Gale: Penso ci siano ottime band in ogni genere anche nella nostra regione, giusto per menzionarne alcune ti dico: At the Soundawn, Nero di Marte, The Modern Age Slavery e Hierophant.
Paso: Eh si la scena italiana sta sfornando band incredibili in questo periodo!
Allo: Esatto..e anche all'estero si stanno accorgendo di questa scena italiana in continua evoluzione....quindi avanti così!

Cosa ne pensate del mercato musicale odierno? E di Internet?

Gale: Il mercato musicale odierno è ultra saturo di proposte e i dischi non si vendono più come un tempo è un’ovvietà ma è un dato di fatto.

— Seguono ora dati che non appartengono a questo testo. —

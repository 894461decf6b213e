//! Best-effort TTL cache for read-side entities
//!
//! Caches flake scores and test histories for dashboard reads. Never
//! authoritative: quarantine decisions always go back to PostgreSQL, and
//! every Redis failure degrades to a miss.
//!
//! # Key Prefixes
//!
//! - `score:{test_id}` - current flake score snapshot
//! - `history:{test_id}:{days}` - recent occurrence slice
//! - `dashboard:{repo_id}` - aggregate dashboard payload

use redis::aio::ConnectionManager;
use redis::AsyncCommands;
use serde::{de::DeserializeOwned, Serialize};
use std::time::Duration;
use tracing::{debug, warn};

/// Default cache TTL in seconds (5 minutes)
const DEFAULT_TTL_SECS: u64 = 300;

/// TTL-bounded entity cache
#[derive(Clone)]
pub struct EntityCache {
    redis: ConnectionManager,
    ttl: Duration,
    enabled: bool,
}

impl EntityCache {
    /// Create a new entity cache
    ///
    /// `ttl_secs` of `None` selects the 300 s default.
    pub fn new(redis: ConnectionManager, ttl_secs: Option<u64>) -> Self {
        let enabled = std::env::var("ENTITY_CACHE_ENABLED")
            .unwrap_or_else(|_| "true".to_string())
            .parse()
            .unwrap_or(true);

        let ttl = Duration::from_secs(ttl_secs.unwrap_or(DEFAULT_TTL_SECS));

        debug!(
            ttl_secs = ttl.as_secs(),
            enabled = enabled,
            "Initializing EntityCache"
        );

        Self {
            redis,
            ttl,
            enabled,
        }
    }

    /// Get an entity from cache
    ///
    /// Returns None if not found or on Redis error (graceful degradation)
    pub async fn get<T: DeserializeOwned>(&self, key: &str) -> Option<T> {
        if !self.enabled {
            return None;
        }

        let mut conn = self.redis.clone();

        match conn.get::<_, Option<String>>(key).await {
            Ok(Some(json_str)) => match serde_json::from_str(&json_str) {
                Ok(entity) => {
                    debug!(key = key, "Cache HIT");
                    Some(entity)
                }
                Err(e) => {
                    warn!(key = key, error = %e, "Failed to deserialize cached entity");
                    None
                }
            },
            Ok(None) => {
                debug!(key = key, "Cache MISS");
                None
            }
            Err(e) => {
                warn!(key = key, error = %e, "Redis cache read failed");
                None
            }
        }
    }

    /// Store an entity in cache
    ///
    /// Errors are logged but don't fail the operation (graceful degradation)
    pub async fn set<T: Serialize>(&self, key: &str, entity: &T) {
        if !self.enabled {
            return;
        }

        let mut conn = self.redis.clone();

        match serde_json::to_string(entity) {
            Ok(json_str) => {
                if let Err(e) = conn
                    .set_ex::<_, _, ()>(key, json_str, self.ttl.as_secs())
                    .await
                {
                    warn!(key = key, error = %e, "Redis cache write failed");
                }
            }
            Err(e) => {
                warn!(key = key, error = %e, "Failed to serialize entity for cache");
            }
        }
    }

    /// Drop a cached entity after its source row changes
    pub async fn invalidate(&self, key: &str) {
        if !self.enabled {
            return;
        }

        let mut conn = self.redis.clone();

        if let Err(e) = conn.del::<_, ()>(key).await {
            warn!(key = key, error = %e, "Redis cache delete failed");
        }
    }
}

/// Cache key for a test's score snapshot
pub fn score_key(test_id: &str) -> String {
    format!("score:{}", test_id)
}

/// Cache key for a test's recent history slice
pub fn history_key(test_id: &str, days: u32) -> String {
    format!("history:{}:{}", test_id, days)
}

/// Cache key for a repository dashboard payload
pub fn dashboard_key(repo_id: &str) -> String {
    format!("dashboard:{}", repo_id)
}

#[cfg(test)]
mod tests {
    use super::*;

    #[test]
    fn test_key_shapes() {
        assert_eq!(score_key("t-1"), "score:t-1");
        assert_eq!(history_key("t-1", 7), "history:t-1:7");
        assert_eq!(dashboard_key("r-9"), "dashboard:r-9");
    }
}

Per quanto riguarda internet è un mezzo straordinario per farsi conoscere, abbiamo “fan” da tutto il mondo tramite il web ma c’è il rovescio della medaglia che è il download illegale il nostro album è finito in rete qualche giorno prima dell’uscita ufficiale e in un paio di settimane centinaia o più persone l’hanno scaricato, ecco fa piacere perché significa che c’è interesse ma è ovvio che se le vendite fisiche e i download legali fossero maggiori saremmo più contenti noi e l’etichetta.
Burdo: A questo proposito voglio chiarire che noi NON siamo i Metallica e se parliamo in questi termini non è certo perché le nostre vendite ci portino soldi…ai nostri livelli si parla di vendere dischi per potersi permettere di suonare, di supportare il lavoro svolto e la casa discografica e magari anche per vendere quello che serve per continuare a sbarcare il lunario come band.

Grazie del tempo che ci avete dedicato. Se volete aggiungere qualcos'altro, sentitevi liberi di dirlo!

Gale: Grazie a te e a tutta la redazione. Aggiungo la solita frase che dico sempre: supportate la buona musica, andate ai concerti e comprate i dischi che vi piacciono.
Burdo: Esatto! E' tempo di uscire dal "provincialismo"…comprate un disco perché vi piace…non perché è di una band figa o straniera…ascoltatevi le band di cui abbiamo parlato prima, leggete Webzine, informatevi sull'underground anche italiano…scoprirete un mondo sorprendente e molto ma molto più ispirato di tante band così quotate e famose!
Allo: Vorrei ringraziarvi perchè grazie a gente come Voi la scena underground italiana stà crescendo!!alla prossima ragazzi!!